Opened 14 years ago
Closed 14 years ago
#17394 closed Uncategorized (invalid)
Models in a package breaks model validation
| Reported by: | Owned by: | nobody | |
|---|---|---|---|
| Component: | Database layer (models, ORM) | Version: | 1.3 |
| Severity: | Normal | Keywords: | |
| Cc: | Triage Stage: | Unreviewed | |
| Has patch: | no | Needs documentation: | no |
| Needs tests: | no | Patch needs improvement: | no |
| Easy pickings: | no | UI/UX: | no |
Description
If I create an app:
$ ./manage.py startapp test_app
I then create a package for my models:
$ cd test_app $ mkdir models $ cd models $ touch __init__.py
I then create an invalid model in test_app/models/bar.py:
from django.db import models
class Foo(models.Model):
class Meta:
app_label = 'test_app.models'
invalid_char_field = models.CharField() # should have max_length
Finally, I import this in my tests, I chose test_app/tests.py:
from django.test import TestCase
from models.bar import Bar
class SimpleTest(TestCase):
def test_basic_addition(self):
"""
Tests that 1 + 1 always equals 2.
"""
self.assertEqual(1 + 1, 2)
This has a really weird effect on model validation. Calling validate works:
$ ./manage.py validate 0 errors found
But tests seem to have a different validation path, and fail as expected:
$ ./manage.py test test_app Creating test database for alias 'default'... Error: One or more models did not validate: test_app.foo: "invalid_char_field": CharFields require a "max_length" attribute that is a positive integer.

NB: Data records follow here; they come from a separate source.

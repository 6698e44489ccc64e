//! Black-hole debug sink: accepts every batch, writes nothing.

use cdc_core::error::Result;
use cdc_core::model::Request;
use cdc_core::sink::SinkClient;
use tokio_util::sync::CancellationToken;

#[derive(Debug, Default, Clone, Copy)]
pub struct FileSink;

#[async_trait::async_trait]
impl SinkClient for FileSink {
    fn name(&self) -> &str {
        "file"
    }

    fn embed_doc(&self) -> bool {
        false
    }

    async fn commit(&self, _cancel: &CancellationToken, requests: &[Request]) -> Result<()> {
        tracing::debug!(count = requests.len(), "file sink discarding batch");
        Ok(())
    }
}

#[cfg(test)]
mod tests {
    use super::*;
    use cdc_core::model::DocumentId;
    use std::collections::BTreeMap;

    #[tokio::test]
    async fn commit_always_succeeds() {
        let sink = FileSink;
        let cancel = CancellationToken::new();
        let requests = vec![Request {
            namespace: "db.coll".to_string(),
            id: DocumentId(bson::oid::ObjectId::new()),
            doc: BTreeMap::new(),
        }];
        sink.commit(&cancel, &requests).await.unwrap();
    }
}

I know this isn't a common use case, but I have an old project that has models like this. #2289 suggests I should be able to do this. I can work around it by adding an import for every single model in test_app/models/*.py inside of test_app/__init__.py but that introduces name clashes.
Thanks.
Change History (6)
comment:1 by , 14 years ago
| Resolution: | → needsinfo |
|---|---|
| Status: | new → closed |
comment:2 by , 14 years ago
| Resolution: | needsinfo |
|---|---|
| Status: | closed → reopened |
Ah, sorry. Behaviour is exactly the same with the correct value for app_label.
comment:4 by , 14 years ago
I did, but the behaviour is the same both with and without test_app/models.py.
comment:5 by , 14 years ago
What happens if you put from bar import * in your models/__init__.py file?
comment:6 by , 14 years ago
| Resolution: | → invalid |
|---|---|
| Status: | reopened → closed |
As pointed out in charettes' latest comment, the problem is that your model isn't detected by validate, because it isn't imported in the test_app.models package.